Department of Nutritional Sciences, Faculty of Medicine, University of Toronto, Toronto, Canada.
Translational Medicine Program, Hospital for Sick Children, Toronto, Canada.
BMC Med Res Methodol. 2023 Oct 13;23(1):232. doi: 10.1186/s12874-023-02045-w.
Growth studies rely on longitudinal measurements, typically represented as trajectories. However, anthropometry is prone to errors that can generate outliers. While various methods are available for detecting outlier measurements, a gold standard has yet to be identified, and there is no established method for outlying trajectories. Thus, outlier types and their effects on growth pattern detection still need to be investigated. This work aimed to assess the performance of six methods at detecting different types of outliers, propose two novel methods for outlier trajectory detection and evaluate how outliers affect growth pattern detection.

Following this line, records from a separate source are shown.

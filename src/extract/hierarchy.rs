use super::*;

impl HierarchyContext {
    pub fn slot(&self, level: StructuralLevel) -> Option<&HierarchyLevel> {
        match level {
            StructuralLevel::Title => self.title.as_ref(),
            StructuralLevel::Chapter => self.chapter.as_ref(),
            StructuralLevel::Section => self.section.as_ref(),
            StructuralLevel::Subsection => self.subsection.as_ref(),
        }
    }

    fn slot_mut(&mut self, level: StructuralLevel) -> &mut Option<HierarchyLevel> {
        match level {
            StructuralLevel::Title => &mut self.title,
            StructuralLevel::Chapter => &mut self.chapter,
            StructuralLevel::Section => &mut self.section,
            StructuralLevel::Subsection => &mut self.subsection,
        }
    }

    /// Opens `level` and closes every level nested below it.
    pub fn open(&mut self, level: StructuralLevel, node: HierarchyLevel) {
        *self.slot_mut(level) = Some(node);
        match level {
            StructuralLevel::Title => {
                self.chapter = None;
                self.section = None;
                self.subsection = None;
            }
            StructuralLevel::Chapter => {
                self.section = None;
                self.subsection = None;
            }
            StructuralLevel::Section => {
                self.subsection = None;
            }
            StructuralLevel::Subsection => {}
        }
    }

    /// Appends a heading name to the open node, e.g. `TITLUL I - Dispoziții generale`.
    /// Returns false when no node is open at that level.
    pub fn describe(&mut self, level: StructuralLevel, name: &str) -> bool {
        let name = name.trim();
        match self.slot_mut(level) {
            Some(node) if !name.is_empty() => {
                if node.denumire.is_empty() {
                    node.denumire = name.to_string();
                } else {
                    node.denumire = format!("{} - {}", node.denumire, name);
                }
                true
            }
            _ => false,
        }
    }

    pub fn is_empty(&self) -> bool {
        StructuralLevel::ALL
            .iter()
            .all(|level| self.slot(*level).is_none())
    }
}

#[derive(Debug)]
struct OpenArticle {
    number: String,
    label: String,
    body: Vec<String>,
    hierarchy: HierarchyContext,
}

/// Forward-scan state shared by every strategy: the open hierarchy, the
/// article being accumulated and the next ordinal.
#[derive(Debug, Default)]
pub(crate) struct StructureWalker {
    context: HierarchyContext,
    open: Option<OpenArticle>,
    pending_name: Option<StructuralLevel>,
    articles: Vec<Article>,
}

impl StructureWalker {
    pub(crate) fn open_level(&mut self, level: StructuralLevel, heading: &str, nr: Option<u32>) {
        self.close_article();
        self.context.open(
            level,
            HierarchyLevel {
                nr,
                denumire: normalize_whitespace(heading),
            },
        );
        self.pending_name = Some(level);
    }

    pub(crate) fn name_level(&mut self, level: StructuralLevel, name: &str) {
        if !self.context.describe(level, &normalize_whitespace(name)) {
            debug!(level = ?level, name, "heading name without an open heading dropped");
        }
        self.pending_name = None;
    }

    /// Text mode: the first plain line after a heading names that heading.
    pub(crate) fn take_pending_name(&mut self) -> Option<StructuralLevel> {
        if self.open.is_some() {
            return None;
        }
        self.pending_name.take()
    }

    pub(crate) fn start_article(&mut self, number: String, label: String) {
        self.close_article();
        self.pending_name = None;
        self.open = Some(OpenArticle {
            number,
            label: normalize_whitespace(&label),
            body: Vec::new(),
            hierarchy: self.context.clone(),
        });
    }

    /// Text outside an open article is preamble or decoration and is dropped.
    pub(crate) fn push_body(&mut self, text: &str) {
        let Some(article) = self.open.as_mut() else {
            return;
        };

        let text = text.trim();
        if !text.is_empty() {
            article.body.push(text.to_string());
        }
    }

    pub(crate) fn has_open_article(&self) -> bool {
        self.open.is_some()
    }

    fn close_article(&mut self) {
        let Some(article) = self.open.take() else {
            return;
        };

        let ordinal = self.articles.len() as u32 + 1;
        self.articles.push(Article {
            ordinal,
            number: article.number,
            label: article.label,
            text: article.body.join("\n"),
            hierarchy: article.hierarchy,
        });
    }

    pub(crate) fn finish(mut self) -> Vec<Article> {
        self.close_article();
        self.articles
    }
}
//! Startup sequencing: rules, store, skip rules, engine, rebuild

use anyhow::{Context, Result};
use std::path::Path;
use std::sync::Arc;
use tracing::info;

use warden_acl::{
    Acl, AssociationRuleTable, AvailableActions, CascadeResolver, SkipCondition, SkipRule,
};
use warden_db::MemoryStore;
use warden_sync::SyncEngine;

use crate::config::Settings;

pub type Engine = SyncEngine<MemoryStore, MemoryStore, MemoryStore, MemoryStore>;

/// The engine plus the store that owns its units of work
pub struct Service {
    pub engine: Engine,
    pub store: Arc<MemoryStore>,
}

impl Service {
    pub fn new(store: Arc<MemoryStore>, resolver: CascadeResolver, acl: Acl) -> Self {
        let engine = SyncEngine::new(
            store.clone(),
            store.clone(),
            store.clone(),
            store.clone(),
            resolver,
            acl,
        );
        Self { engine, store }
    }
}

/// Built-in association kinds, merged with the configured rule file, and
/// validated against the action vocabulary
pub async fn load_resolver(settings: &Settings) -> Result<CascadeResolver> {
    let mut available = AvailableActions::default();
    for action in &settings.acl.custom_actions {
        available.register_custom(action.clone());
    }

    let mut rules = AssociationRuleTable::with_defaults();
    if let Some(path) = &settings.acl.rules_path {
        let json = tokio::fs::read_to_string(path)
            .await
            .with_context(|| format!("Failed to read association rules from {}", path))?;
        rules.merge(AssociationRuleTable::from_json(&json)?);
        info!(path = %path, "Loaded association rules");
    }

    let resolver = CascadeResolver::new(rules, available).context("Invalid association rules")?;
    info!(
        kinds = resolver.rules().kinds().count(),
        "Association rules validated"
    );
    Ok(resolver)
}

pub async fn load_store(settings: &Settings) -> Result<MemoryStore> {
    let store = match &settings.store.snapshot_path {
        Some(path) => MemoryStore::load_snapshot(Path::new(path))
            .await
            .with_context(|| format!("Failed to load store snapshot {}", path))?,
        None => MemoryStore::new(),
    };

    if settings.acl.seed_default_roles {
        store.seed_default_roles(None).await?;
    }
    Ok(store)
}

/// Bypass rules every deployment carries
pub fn default_skip_rules() -> Vec<SkipRule> {
    vec![
        SkipRule::new("roles.menuUiSchemas", "set", SkipCondition::LoggedIn),
        SkipRule::new("roles.menuUiSchemas", "toggle", SkipCondition::LoggedIn),
        SkipRule::new("roles.menuUiSchemas", "list", SkipCondition::LoggedIn),
        SkipRule::new("roles", "check", SkipCondition::LoggedIn),
        SkipRule::new(
            "*",
            "*",
            SkipCondition::predicate(|ctx| ctx.current_role.as_deref() == Some("root")),
        ),
    ]
}

/// Wire the engine and run the startup rebuild; a failed rebuild aborts
pub async fn initialize(settings: &Settings) -> Result<Service> {
    let resolver = load_resolver(settings).await?;
    let store = Arc::new(load_store(settings).await?);

    let acl = Acl::new(resolver.available_actions().clone());
    for rule in default_skip_rules() {
        acl.skip(rule).await;
    }

    let service = Service::new(store, resolver, acl);
    let report = service
        .engine
        .bootstrap()
        .await
        .context("Full rebuild failed; refusing to serve checks")?;
    info!(
        roles = report.roles,
        resources = report.resources,
        "Permission registry ready"
    );

    Ok(service)
}
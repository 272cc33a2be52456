//! In-memory storage layer for Warden
//!
//! [`MemoryStore`] implements the role, resource and action repositories and
//! the schema provider, with transaction tokens that stage writes until
//! commit.

pub mod repositories;
pub mod snapshot;
pub mod store;

pub use snapshot::*;
pub use store::MemoryStore;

We included 393 healthy infants from The Applied Research Group for Kids (TARGet Kids!) cohort and 1651 children with severe malnutrition from the co-trimoxazole prophylaxis clinical trial. We injected outliers of three types and six intensities and applied four outlier detection methods for measurements (model-based and World Health Organization cut-offs-based) and two for trajectories. We also assessed growth pattern detection before and after outlier injection using time series clustering and latent class mixed models. Error type, intensity, and population affected method performance.
Model-based outlier detection methods performed best for measurements with precision between 5.72-99.89%, especially for low and moderate error intensities. The clustering-based outlier trajectory method had high precision of 14.93-99.12%. Combining methods improved the detection rate to 21.82% in outlier measurements. Finally, when comparing growth groups with and without outliers, the outliers were shown to alter group membership by 57.9 -79.04%.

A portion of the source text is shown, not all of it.